Online Endpoint
Overview
Online endpoints are used for online (real-time) inferencing. They deploy models behind a web server that can return predictions under the HTTP protocol.
You may use them when:
- you have low-latency requirements
- your model can answer the request in a relatively short amount of time
- your model's inputs fit on the HTTP payload of the request
- you need to scale up in term of number of request
We recommend you use Kubernetes online endpoints.
Model deployment example
Description
Submit pipelines, deploys on AI-Platforms
The emphasis of the notebook is on the deployment of the trained model to an online endpoint.
The notebook includes:
- A 3-stage training pipeline (train → analyze → score)

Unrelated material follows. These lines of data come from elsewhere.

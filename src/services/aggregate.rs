use std::time::Duration;

use crate::db::models::{Exam, Versioned};
use crate::repositories::exams::{ExamStore, ReplaceOutcome};
use crate::services::errors::AttemptError;

const RETRY_BACKOFF_MS: u64 = 5;

pub(crate) async fn load_exam(store: &dyn ExamStore, exam_id: &str) -> Result<Exam, AttemptError> {
    store
        .load(exam_id)
        .await?
        .map(|stored| stored.value)
        .ok_or_else(|| AttemptError::not_found("Exam not found"))
}

/// Read-modify-write of one exam aggregate under optimistic concurrency.
///
/// `apply` runs against a fresh copy on every round and may run more than once.
/// Nothing is written when it returns an error. A version mismatch reloads and
/// retries up to `max_rounds` times before surfacing `Conflict`.
pub(crate) async fn mutate_exam<T, F>(
    store: &dyn ExamStore,
    exam_id: &str,
    max_rounds: u32,
    mut apply: F,
) -> Result<T, AttemptError>
where
    F: FnMut(&mut Exam) -> Result<T, AttemptError>,
{
    for round in 1..=max_rounds {
        let Some(Versioned { value: mut exam, version }) = store.load(exam_id).await? else {
            return Err(AttemptError::not_found("Exam not found"));
        };

        let output = apply(&mut exam)?;

        match store.replace(&exam, version).await? {
            ReplaceOutcome::Written { version: new_version } => {
                tracing::debug!(exam_id, version = new_version, round, "Exam aggregate written");
                return Ok(output);
            }
            ReplaceOutcome::VersionMismatch => {
                metrics::counter!("exam_store_version_conflicts_total").increment(1);
                tracing::debug!(exam_id, version, round, "Exam version conflict, retrying");
                tokio::time::sleep(Duration::from_millis(RETRY_BACKOFF_MS * round as u64)).await;
            }
        }
    }

    tracing::warn!(exam_id, retries = max_rounds, "Optimistic write retries exhausted");
    Err(AttemptError::Conflict { exam_id: exam_id.to_string(), retries: max_rounds })
}

#[cfg(test)]
mod tests {
    use std::sync::atomic::{AtomicUsize, Ordering};
    use std::sync::Arc;

    use async_trait::async_trait;

    use super::*;
    use crate::repositories::exams::{MemoryExamStore, StoreError};
    use crate::test_support;

    /// Store whose writes always lose the race.
    struct AlwaysStale {
        inner: MemoryExamStore,
        writes: AtomicUsize,
    }

    #[async_trait]
    impl ExamStore for AlwaysStale {
        async fn load(&self, exam_id: &str) -> Result<Option<Versioned<Exam>>, StoreError> {
            self.inner.load(exam_id).await
        }

        async fn insert(&self, exam: &Exam) -> Result<i64, StoreError> {
            self.inner.insert(exam).await
        }

        async fn replace(&self, _: &Exam, _: i64) -> Result<ReplaceOutcome, StoreError> {
            self.writes.fetch_add(1, Ordering::SeqCst);
            Ok(ReplaceOutcome::VersionMismatch)
        }

        async fn health(&self) -> Result<(), StoreError> {
            Ok(())
        }
    }

    #[tokio::test]
    async fn exhausted_retries_surface_conflict() {
        let store = AlwaysStale { inner: MemoryExamStore::new(), writes: AtomicUsize::new(0) };
        store.insert(&test_support::scenario_exam("exam-1", false)).await.unwrap();

        let err = mutate_exam(&store, "exam-1", 3, |exam| {
            exam.title.push('!');
            Ok(())
        })
        .await
        .expect_err("conflict");

        assert!(matches!(err, AttemptError::Conflict { retries: 3, .. }));
        assert_eq!(store.writes.load(Ordering::SeqCst), 3);
    }

    #[tokio::test]
    async fn failed_closure_does_not_write() {
        let store = MemoryExamStore::new();
        store.insert(&test_support::scenario_exam("exam-1", false)).await.unwrap();

        let err = mutate_exam(&store, "exam-1", 3, |exam| -> Result<(), AttemptError> {
            exam.title = "changed".to_string();
            Err(AttemptError::validation("nope"))
        })
        .await
        .expect_err("validation");

        assert!(matches!(err, AttemptError::Validation(_)));
        let stored = store.load("exam-1").await.unwrap().unwrap();
        assert_eq!(stored.version, 1);
        assert_ne!(stored.value.title, "changed");
    }

    #[tokio::test]
    async fn concurrent_writers_all_land() {
        let store = Arc::new(MemoryExamStore::new());
        store.insert(&test_support::scenario_exam("exam-1", false)).await.unwrap();

        let mut handles = Vec::new();
        for n in 0..8 {
            let store = store.clone();
            handles.push(tokio::spawn(async move {
                mutate_exam(store.as_ref(), "exam-1", 50, |exam| {
                    exam.join_code.push_str(&n.to_string());
                    Ok(())
                })
                .await
            }));
        }
        for handle in handles {
            handle.await.expect("join").expect("write");
        }

        let stored = store.load("exam-1").await.unwrap().unwrap();
        assert_eq!(stored.version, 9);
    }

    #[tokio::test]
    async fn unknown_exam_is_not_found() {
        let store = MemoryExamStore::new();
        let err = mutate_exam(&store, "nope", 3, |_| Ok(())).await.expect_err("missing");
        assert!(matches!(err, AttemptError::NotFound(_)));
    }
}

- Model registration from the pipeline output
- Creates a Kubernetes Online Endpoint
- Deploys the model using
KubernetesOnlineDeployment - Configures compute and resource constraints
- Sets traffic to the deployment
- Includes a curl-based test for online inference
Instructions
-
Go to the repository folder with the notebook example and associated files and folders:
-
Copy the
train-on-ai-platform-aks.ipynbto your development environment in AI platform. -
Before running the notebook to deploy the pipeline, ensure your environment is properly set up and the few configuration values (like workspace and compute names) are filled in.
-
Follow the instructions in the notebook and run the code cells.